When NHS chief Simon Stevens was asked whether there was too much household mixing in December (a reference to the PM failure to lockdown before Christmas), he was admirably frank: “The facts as we see it in the health service are that on Christmas Day we had 18,000 coronavirus positive patients, and now we’ve got just under 33,000.”‌

It was notable to see the contrast between Stevens, who brutally distanced the NHS from ‘NHS Test and Trace’ in evidence to MPs earlier, and Johnson, who hailed Dido Harding’s service as a “colossal” operation doing “amazing work” in contacting Covid cases. Indeed, some may argue that the stunning success of the vaccination programme (6.9m jabs so far) underlines what happens when you put the NHS in charge of a delivery project, rather than outsourcing it.

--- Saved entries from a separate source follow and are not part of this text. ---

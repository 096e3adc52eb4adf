use log::LevelFilter;
use log4rs::append::console::ConsoleAppender;
use log4rs::append::file::FileAppender;
use log4rs::config::{Appender, Config, Root};
use log4rs::encode::pattern::PatternEncoder;
use crate::errors::ConfigError;

const LOG_PATTERN: &str = "{d(%Y-%m-%d %H:%M:%S)} {l:<5} {t} - {m}{n}";

/// Sets up log4rs with a console and/or a file appender
///
/// # Arguments
///
/// * 'log_path' - optional log file
/// * 'level' - root log level
/// * 'to_stdout' - whether to log to the console as well
pub fn setup_logger(log_path: Option<&str>, level: LevelFilter, to_stdout: bool) -> Result<(), ConfigError> {
    let mut builder = Config::builder();
    let mut root = Root::builder();

    if to_stdout || log_path.is_none() {
        let stdout = ConsoleAppender::builder()
            .encoder(Box::new(PatternEncoder::new(LOG_PATTERN)))
            .build();
        builder = builder.appender(Appender::builder().build("stdout", Box::new(stdout)));
        root = root.appender("stdout");
    }

    if let Some(path) = log_path {
        let file = FileAppender::builder()
            .encoder(Box::new(PatternEncoder::new(LOG_PATTERN)))
            .build(path)?;
        builder = builder.appender(Appender::builder().build("file", Box::new(file)));
        root = root.appender("file");
    }

    let config = builder.build(root.build(level))?;
    log4rs::init_config(config)?;

    Ok(())
}
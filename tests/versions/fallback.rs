use std::time::Duration;

use httpmock::Method::GET;

use crate::common;
use appversions_rs::{AvError, VersionsBuilder};

#[tokio::test]
async fn primary_timeouts_exhaust_retries_then_fallback_answers() {
    let server = common::setup_server();

    // Primary answers far too late for the 100ms per-attempt budget.
    let primary = server.mock(|when, then| {
        when.method(GET).path("/primary").query_param("id", "77");
        then.status(200)
            .header("content-type", "application/json")
            .body(common::version_page(0, 50))
            .delay(Duration::from_millis(500));
    });
    let fallback = server.mock(|when, then| {
        when.method(GET).path("/fallback").query_param("id", "77");
        then.status(200)
            .header("content-type", "application/json")
            .body(common::version_page(0, 50));
    });

    let client = common::test_client_builder(&server)
        .timeout(Duration::from_millis(100))
        .build()
        .unwrap();

    let history = VersionsBuilder::new(&client, "77".parse().unwrap())
        .fetch()
        .await
        .unwrap();

    // All three attempts hit chunk 1 of the primary before giving up.
    primary.assert_hits(3);
    fallback.assert();

    assert_eq!(history.metadata.chunks_fetched, 1);
    assert!(!history.metadata.has_more);
    assert_eq!(history.metadata.total, 50);
    for pair in history.data.windows(2) {
        assert!(pair[0].created_at >= pair[1].created_at);
    }
}

#[tokio::test]
async fn empty_primary_result_falls_back() {
    let server = common::setup_server();

    let primary = server.mock(|when, then| {
        when.method(GET).path("/primary").query_param("id", "77");
        then.status(200)
            .header("content-type", "application/json")
            .body("[]");
    });
    let fallback = server.mock(|when, then| {
        when.method(GET).path("/fallback").query_param("id", "77");
        then.status(200)
            .header("content-type", "application/json")
            .body(common::version_page(0, 3));
    });

    let client = common::test_client(&server);
    let history = VersionsBuilder::new(&client, "77".parse().unwrap())
        .fetch()
        .await
        .unwrap();

    primary.assert_hits(1);
    fallback.assert();
    assert_eq!(history.metadata.chunks_fetched, 1);
    assert_eq!(history.metadata.total, 3);
}

#[tokio::test]
async fn non_array_primary_result_falls_back() {
    let server = common::setup_server();

    server.mock(|when, then| {
        when.method(GET).path("/primary").query_param("id", "77");
        then.status(200)
            .header("content-type", "application/json")
            .body(r#"{"error":"NOT_FOUND","message":"unknown app"}"#);
    });
    let fallback = server.mock(|when, then| {
        when.method(GET).path("/fallback").query_param("id", "77");
        then.status(200)
            .header("content-type", "application/json")
            .body(common::version_page(0, 2));
    });

    let client = common::test_client(&server);
    let history = VersionsBuilder::new(&client, "77".parse().unwrap())
        .fetch()
        .await
        .unwrap();

    fallback.assert();
    assert_eq!(history.metadata.total, 2);
}

#[tokio::test]
async fn empty_fallback_result_is_no_data() {
    let server = common::setup_server();

    server.mock(|when, then| {
        when.method(GET).path("/primary").query_param("id", "77");
        then.status(500).body("boom");
    });
    server.mock(|when, then| {
        when.method(GET).path("/fallback").query_param("id", "77");
        then.status(200)
            .header("content-type", "application/json")
            .body("[]");
    });

    let client = common::test_client(&server);
    let err = VersionsBuilder::new(&client, "77".parse().unwrap())
        .fetch()
        .await
        .unwrap_err();

    match err {
        AvError::NoData { ref app_id } => assert_eq!(app_id, "77"),
        ref other => panic!("expected NoData, got {other:?}"),
    }
    assert_eq!(err.http_status(), 404);
    assert_eq!(err.reason(), "NO_DATA");
}
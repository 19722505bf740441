use url::Url;

use crate::core::{AppId, AvClient, AvError, RetryConfig};
use crate::versions::wire::RawVersion;

/// Issue a single GET against one upstream URL and classify the outcome.
///
/// Classification order: transport timeout, non-2xx status, empty body,
/// unparseable body. An unparseable body that contains one of the client's
/// redirect markers becomes [`AvError::UpstreamRedirect`], which the retry
/// layer treats as terminal. Dropping the returned future aborts the
/// in-flight request.
pub(super) async fn fetch_once(
    client: &AvClient,
    url: &Url,
) -> Result<serde_json::Value, AvError> {
    let resp = client
        .http()
        .get(url.clone())
        .header("accept", "application/json")
        .send()
        .await
        .map_err(|e| classify_transport(e, url))?;

    if !resp.status().is_success() {
        return Err(AvError::Status {
            status: resp.status().as_u16(),
            url: url.to_string(),
        });
    }

    let body = resp
        .text()
        .await
        .map_err(|e| classify_transport(e, url))?;

    if body.trim().is_empty() {
        return Err(AvError::EmptyBody {
            url: url.to_string(),
        });
    }

    match serde_json::from_str(&body) {
        Ok(value) => Ok(value),
        Err(_) if looks_like_redirect(&body, client.redirect_markers()) => {
            Err(AvError::UpstreamRedirect {
                url: url.to_string(),
            })
        }
        Err(_) => Err(AvError::MalformedBody {
            url: url.to_string(),
        }),
    }
}

fn classify_transport(err: reqwest::Error, url: &Url) -> AvError {
    if err.is_timeout() {
        AvError::Timeout {
            url: url.to_string(),
        }
    } else {
        AvError::Http(err)
    }
}

fn looks_like_redirect(body: &str, markers: &[String]) -> bool {
    let haystack = body.to_ascii_lowercase();
    markers
        .iter()
        .any(|m| haystack.contains(&m.to_ascii_lowercase()))
}

/// Drive [`fetch_once`] under the retry budget.
///
/// Every failure except [`AvError::UpstreamRedirect`] is retried after a
/// backoff delay until the budget is spent; the redirect classification
/// propagates immediately since the upstream is signaling that no real data
/// lives at this URL. The attempt counter is local to this call.
pub(super) async fn fetch_with_retry(
    client: &AvClient,
    url: &Url,
    retry: &RetryConfig,
) -> Result<serde_json::Value, AvError> {
    let attempts = retry.attempts();
    let mut attempt = 1u32;
    loop {
        match fetch_once(client, url).await {
            Ok(value) => return Ok(value),
            Err(e @ AvError::UpstreamRedirect { .. }) => return Err(e),
            Err(e) => {
                if attempt >= attempts {
                    return Err(e);
                }
                #[cfg(feature = "tracing")]
                tracing::debug!(%url, error = %e, attempt, "retrying version source fetch");
            }
        }
        tokio::time::sleep(retry.backoff.delay_for(attempt)).await;
        attempt += 1;
    }
}

/// What a chunked collection run produced.
pub(super) struct Collected {
    pub(super) raw: Vec<RawVersion>,
    pub(super) chunks: u32,
    pub(super) has_more: bool,
}

/// Walk the primary source chunk by chunk, accumulating raw records.
///
/// Stops on the first short page (the source has no more), on an empty or
/// non-array response, or once the chunk cap is hit. A full final page at
/// the cap leaves `has_more` set. An accumulator that ends empty is
/// [`AvError::NoData`], terminal for this source.
pub(super) async fn collect_chunks(
    client: &AvClient,
    base: &Url,
    app_id: &AppId,
    limit: u32,
    max_chunks: u32,
    retry: &RetryConfig,
) -> Result<Collected, AvError> {
    let mut raw: Vec<RawVersion> = Vec::new();
    let mut chunks = 0u32;
    let mut has_more = false;

    for chunk in 1..=max_chunks {
        let mut url = base.clone();
        url.query_pairs_mut()
            .append_pair("chunk", &chunk.to_string());

        let value = fetch_with_retry(client, &url, retry).await?;
        chunks = chunk;

        let Some(items) = value.as_array() else {
            has_more = false;
            break;
        };
        if items.is_empty() {
            has_more = false;
            break;
        }

        let page_len = items.len();
        raw.extend(
            items
                .iter()
                .filter_map(|item| serde_json::from_value::<RawVersion>(item.clone()).ok()),
        );

        if (page_len as u32) < limit {
            has_more = false;
            break;
        }
        // Full page: more may exist whether or not the cap lets us ask.
        has_more = true;
    }

    if raw.is_empty() {
        return Err(AvError::NoData {
            app_id: app_id.to_string(),
        });
    }

    Ok(Collected {
        raw,
        chunks,
        has_more,
    })
}
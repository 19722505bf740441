use chrono::{DateTime, Utc};

use crate::{
    core::{AppId, AvClient, AvError, RetryConfig},
    lookup::{model::AppInfo, wire},
};

pub(super) async fn fetch_app_info(
    client: &AvClient,
    app_id: &AppId,
    retry_override: Option<&RetryConfig>,
) -> Result<AppInfo, AvError> {
    let mut url = client.base_lookup().clone();
    url.query_pairs_mut().append_pair("id", app_id.as_str());

    let req = client
        .http()
        .get(url.clone())
        .header("accept", "application/json");
    let resp = client.send_with_retry(req, retry_override).await?;

    if !resp.status().is_success() {
        return Err(AvError::Status {
            status: resp.status().as_u16(),
            url: url.to_string(),
        });
    }

    let body = resp.text().await?;
    let envelope: wire::LookupEnvelope = serde_json::from_str(&body)
        .map_err(|e| AvError::Data(format!("lookup parse error: {e}")))?;

    let raw = envelope
        .results
        .unwrap_or_default()
        .into_iter()
        .next()
        .ok_or(AvError::NotFound {
            url: url.to_string(),
        })?;

    let track_id = raw
        .track_id
        .ok_or_else(|| AvError::Data("lookup result missing trackId".into()))?;
    let name = raw
        .track_name
        .ok_or_else(|| AvError::Data("lookup result missing trackName".into()))?;

    Ok(AppInfo {
        track_id,
        name,
        developer: raw.artist_name,
        version: raw.version,
        bundle_id: raw.bundle_id,
        release_notes: raw.release_notes,
        first_released: raw.release_date.as_deref().and_then(parse_rfc3339),
        current_version_released: raw
            .current_version_release_date
            .as_deref()
            .and_then(parse_rfc3339),
        file_size_bytes: raw.file_size_bytes.and_then(|s| s.parse().ok()),
        average_rating: raw.average_user_rating,
        artwork_url: raw
            .artwork_url_512
            .or(raw.artwork_url_100)
            .or(raw.artwork_url_60),
    })
}

fn parse_rfc3339(raw: &str) -> Option<DateTime<Utc>> {
    DateTime::parse_from_rfc3339(raw)
        .ok()
        .map(|dt| dt.with_timezone(&Utc))
}
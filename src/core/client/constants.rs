//! Centralized constants for default endpoints and UA.

/// Default mobile UA to avoid trivial bot blocking on the version sources.
pub(crate) const USER_AGENT: &str = concat!(
    "Mozilla/5.0 (iPhone; CPU iPhone OS 15_0 like Mac OS X) ",
    "AppleWebKit/605.1.15 (KHTML, like Gecko) ",
    "Version/15.0 Mobile/15E148 Safari/604.1"
);

/// Primary app-version source (query pairs are appended).
pub(crate) const DEFAULT_BASE_PRIMARY: &str = "https://api.timbrd.com/apple/app-version/index.php";

/// Fallback app-version source, single page only.
pub(crate) const DEFAULT_BASE_FALLBACK: &str = "https://storeios.net/api/getAppVersions";

/// iTunes metadata lookup endpoint.
pub(crate) const DEFAULT_BASE_LOOKUP: &str = "https://itunes.apple.com/lookup";

/// iTunes software search endpoint.
pub(crate) const DEFAULT_BASE_SEARCH: &str = "https://itunes.apple.com/search";

/// Cloudflare Turnstile verification endpoint.
pub(crate) const DEFAULT_BASE_VERIFY: &str =
    "https://challenges.cloudflare.com/turnstile/v0/siteverify";

/// Substrings that mark an interstitial/redirect page served in place of
/// JSON. Matched case-insensitively against unparseable bodies.
pub(crate) const REDIRECT_MARKERS: &[&str] = &["<html", "http-equiv=\"refresh\"", "window.location"];
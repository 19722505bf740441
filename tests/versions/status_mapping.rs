use httpmock::Method::GET;

use crate::common;
use appversions_rs::{AvError, ErrorPayload, VersionsBuilder};

const INTERSTITIAL: &str = r#"<html><body>Redirecting…</body></html>"#;

async fn both_fail(server: &httpmock::MockServer, fallback_status: u16, fallback_body: &str) -> AvError {
    server.mock(|when, then| {
        when.method(GET).path("/primary");
        then.status(500).body("primary down");
    });
    server.mock(|when, then| {
        when.method(GET).path("/fallback");
        then.status(fallback_status).body(fallback_body);
    });

    let client = common::test_client(server);
    VersionsBuilder::new(&client, "31".parse().unwrap())
        .fetch()
        .await
        .unwrap_err()
}

#[tokio::test]
async fn generic_double_failure_maps_500() {
    let server = common::setup_server();
    let err = both_fail(&server, 500, "fallback down").await;

    assert_eq!(err.http_status(), 500);
    assert_eq!(err.reason(), "UPSTREAM_STATUS");

    let payload = ErrorPayload::new(&err, "31");
    assert_eq!(payload.error, "UPSTREAM_STATUS");
    assert_eq!(payload.app_id, "31");
    let json = serde_json::to_value(&payload).unwrap();
    assert!(json.get("appId").is_some());
    assert!(json.get("message").is_some());
}

#[tokio::test]
async fn fallback_not_found_maps_404() {
    let server = common::setup_server();
    let err = both_fail(&server, 404, "no such app").await;

    match err {
        AvError::Status { status, .. } => assert_eq!(status, 404),
        ref other => panic!("expected Status error, got {other:?}"),
    }
    assert_eq!(err.http_status(), 404);
}

#[tokio::test]
async fn fallback_redirect_maps_403() {
    let server = common::setup_server();
    let err = both_fail(&server, 200, INTERSTITIAL).await;

    match err {
        AvError::UpstreamRedirect { .. } => {}
        ref other => panic!("expected UpstreamRedirect, got {other:?}"),
    }
    assert_eq!(err.http_status(), 403);
    assert_eq!(err.reason(), "UPSTREAM_REDIRECT");
}
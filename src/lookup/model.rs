use chrono::{DateTime, Utc};
use serde::Serialize;

/// App metadata from the iTunes lookup endpoint.
#[derive(Debug, Clone, PartialEq, Serialize)]
pub struct AppInfo {
    /// The numeric App Store track id.
    pub track_id: i64,
    /// Display name of the app.
    pub name: String,
    /// Developer / seller name.
    pub developer: Option<String>,
    /// Current version label.
    pub version: Option<String>,
    /// The app's bundle identifier.
    pub bundle_id: Option<String>,
    /// Release notes of the current version.
    pub release_notes: Option<String>,
    /// When the app was first released.
    pub first_released: Option<DateTime<Utc>>,
    /// When the current version was released.
    pub current_version_released: Option<DateTime<Utc>>,
    /// Binary size of the current version, in bytes.
    pub file_size_bytes: Option<u64>,
    /// Average user rating, 0.0–5.0.
    pub average_rating: Option<f64>,
    /// The largest artwork URL the endpoint offered.
    pub artwork_url: Option<String>,
}

impl AppInfo {
    /// Canonical App Store page for this app.
    pub fn store_url(&self) -> String {
        format!("https://apps.apple.com/app/id{}", self.track_id)
    }
}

Johnson’s strangest comment came at the end of the briefing when he said “our readiness for a future pandemic is really colossal by comparison” with last spring. How can he say that when he wasn’t even ready for the third wave of the current pandemic last month? “He’ll never change,” was how one senior Tory put it to me last year, decrying the PM’s inveterate habit of leaving problems to fester until the last minute and then panicking his response.

There was even a hint of the columnist-as-premier when Johnson said it would “exhaust the thesaurus of misery” to describe the 100,000 death toll that the UK has suffered. That reminded me of when he was once grilled as foreign secretary for his racist remarks about Barack Obama, saying there was such “a rich thesaurus now of things that I have said” that had been misunderstood that it would need “a global itinerary of apology to all concerned”.

The ‘sorry, not sorry’ apology on Tuesday was in that sense typical. But Johnson may ultimately be judged not by his thesaurus, but by his actions. And unlike our PM, that 100,000 figure does not lie. Last April, he claimed “there will be many people looking now at our apparent success”. This January, there are many people looking at our actual failure.